Another important issue is to deepen the understanding of the transient hypothyroidism, as – says Dr. Marin – these alterations ‘ temporary ’ the normal functioning of the thyroid gland, create a high level of anxiety in families and its pathophysiology is not yet well known ”.

It is also a pending issue in this disease right correlation between genotype and phenotype of it: between the genetic alteration and its clinical manifestations. A greater understanding of this relationship might offer light on some of these transient congenital hypothyroidism, and help establish a better classification of the disease.

In the same vein, the DRA. Garriga believes that know the genetic origin that causes the disease, i.e. study the genes responsible for the pathology, is the main challenge. For this expert, this would be possible if there is a Centre for molecular diagnostics in close connection with screening Neonatal centres, and these in turn with the consultations of Paediatrics ”.

Diagnostic

Using the diagnosis in childhood, it is possible to prevent future alterations of the thyroid in adulthood. In fact, increasingly are publishing more work of thyroid pathology in adults whose origin is in childhood.

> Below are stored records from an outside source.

use std::fs;
use std::path::{Path, PathBuf};

use clap::{Args, Parser, Subcommand};
use serde::Deserialize;
use slash_command_core::{
    ArgumentDescriptor, ArgumentOptions, CommandPackage, OptionKind, SlashCommand,
    validate_package,
};
use slash_command_registry::{CommandManager, HttpRegistrar, RegistrationConfig};

#[derive(Debug, Parser)]
#[command(name = "slash-commands")]
#[command(about = "Preview, validate and register chat slash commands")]
struct Cli {
    #[command(subcommand)]
    command: Command,
}

#[derive(Debug, Subcommand)]
enum Command {
    /// Parse an argument template and print the resulting options.
    Preview(PreviewArgs),
    /// Validate one or more command package JSON files.
    Validate(ValidateArgs),
    /// Register every command of a package, replacing the current set.
    Register(RegisterArgs),
    /// Remove every registered command.
    UnregisterAll(UnregisterAllArgs),
}

#[derive(Debug, Args)]
struct PreviewArgs {
    /// Argument template, e.g. "{} <{}> [{}]".
    #[arg(long)]
    template: String,
    /// YAML or JSON file with the list of argument descriptors.
    #[arg(long)]
    args: PathBuf,
    /// Command name used in warnings.
    #[arg(long, default_value = "preview")]
    name: String,
}

#[derive(Debug, Args)]
struct ValidateArgs {
    /// Command package JSON files.
    #[arg(required = true)]
    packages: Vec<PathBuf>,
}

#[derive(Debug, Args)]
struct CredentialArgs {
    /// Registration config YAML; credentials are read from the environment
    /// when omitted.
    #[arg(long)]
    config: Option<PathBuf>,
    /// Override the API root.
    #[arg(long)]
    api_base: Option<String>,
}

#[derive(Debug, Args)]
struct RegisterArgs {
    #[command(flatten)]
    credentials: CredentialArgs,
    /// Command package JSON file.
    package: PathBuf,
}

#[derive(Debug, Args)]
struct UnregisterAllArgs {
    #[command(flatten)]
    credentials: CredentialArgs,
}

/// One entry of a `preview --args` file.
#[derive(Debug, Deserialize)]
struct DescriptorSpec {
    kind: String,
    #[serde(flatten)]
    options: ArgumentOptions,
}

fn main() {
    let cli = Cli::parse();

    let result = match cli.command {
        Command::Preview(args) => run_preview(args),
        Command::Validate(args) => run_validate(args),
        Command::Register(args) => run_register(args),
        Command::UnregisterAll(args) => run_unregister_all(args),
    };

    if let Err(err) = result {
        eprintln!("error: {err}");
        std::process::exit(1);
    }
}

fn run_preview(args: PreviewArgs) -> Result<(), String> {
    let raw = fs::read_to_string(&args.args)
        .map_err(|err| format!("Failed to read '{}': {err}", args.args.display()))?;
    let specs: Vec<DescriptorSpec> = serde_yaml::from_str(&raw)
        .map_err(|err| format!("Failed to parse '{}': {err}", args.args.display()))?;

    let descriptors = specs
        .into_iter()
        .map(|spec| {
            let kind = spec.kind.parse::<OptionKind>().map_err(|e| e.to_string())?;
            Ok(ArgumentDescriptor::new(kind, spec.options))
        })
        .collect::<Result<Vec<_>, String>>()?;
    let refs: Vec<&ArgumentDescriptor> = descriptors.iter().collect();

    let command = SlashCommand::new(&args.name, "Preview.").args(&args.template, &refs);

    for warning in command.warnings() {
        eprintln!("warning: {warning}");
    }

    let raw = serde_json::to_string_pretty(&command.data().options)
        .map_err(|err| format!("Failed to serialize options: {err}"))?;
    println!("{raw}");
    Ok(())
}

fn run_validate(args: ValidateArgs) -> Result<(), String> {
    let mut failures = 0usize;
    let mut commands = 0usize;

    for path in &args.packages {
        let package = load_package(path)?;
        commands += package.command_count();
        for error in validate_package(&package) {
            eprintln!("{}: {error}", path.display());
            failures += 1;
        }
    }

    if failures > 0 {
        return Err(format!("{failures} validation error(s) found"));
    }

    println!(
        "Validated {} package(s) with {commands} command(s).",
        args.packages.len()
    );
    Ok(())
}

fn run_register(args: RegisterArgs) -> Result<(), String> {
    let config = load_config(&args.credentials)?;
    let package = load_package(&args.package)?;

    let errors = validate_package(&package);
    if !errors.is_empty() {
        for error in &errors {
            eprintln!("{}: {error}", args.package.display());
        }
        return Err(format!(
            "refusing to register: {} validation error(s) found",
            errors.len()
        ));
    }

    let mut manager: CommandManager = CommandManager::new();
    for data in package.commands {
        manager.insert(data);
    }

    let count = manager
        .register_all(&registrar(&args.credentials), &config)
        .map_err(|err| err.to_string())?;
    println!("Registered {count} command(s).");
    Ok(())
}

fn run_unregister_all(args: UnregisterAllArgs) -> Result<(), String> {
    let config = load_config(&args.credentials)?;
    let mut manager: CommandManager = CommandManager::new();

    manager
        .unregister_all(&registrar(&args.credentials), &config)
        .map_err(|err| err.to_string())?;
    println!("Unregistered all commands.");
    Ok(())
}

fn load_package(path: &Path) -> Result<CommandPackage, String> {
    let raw = fs::read_to_string(path)
        .map_err(|err| format!("Failed to read '{}': {err}", path.display()))?;
    serde_json::from_str(&raw)
        .map_err(|err| format!("Failed to parse package '{}': {err}", path.display()))
}

fn load_config(args: &CredentialArgs) -> Result<RegistrationConfig, String> {
    match &args.config {
        Some(path) => RegistrationConfig::load(path)
            .map_err(|err| format!("Failed to load config '{}': {err}", path.display())),
        None => Ok(RegistrationConfig::from_env()),
    }
}

fn registrar(args: &CredentialArgs) -> HttpRegistrar {
    match &args.api_base {
        Some(base) => HttpRegistrar::new().with_base_url(base.as_str()),
        None => HttpRegistrar::new(),
    }
}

The diagnosis of congenital hypothyroidism is well Protocol and is not technically difficult, because that simply determines the level of TSH in sample of whole blood (heel test in screening Neonatal). The study of thyroid dysfunction by the laboratory of Biochemistry is not complex.

What if you have more complications is to know the cause (etiology) causing the dysfunction. In this sense, it would be very useful to know what genes are responsible for many of these thyroid pathologies, both for its diagnosis and treatment.

On the other hand, are acquired, whose prevalence increases with age. In such symptoms depend on the degree of dysfunction, although the main are low stature, obesity, constipation, dry skin and drowsiness. In this group, clearly pathological hypothyroid usually have an autoimmune origin, yet subclinical genetic origin with 29% of cases.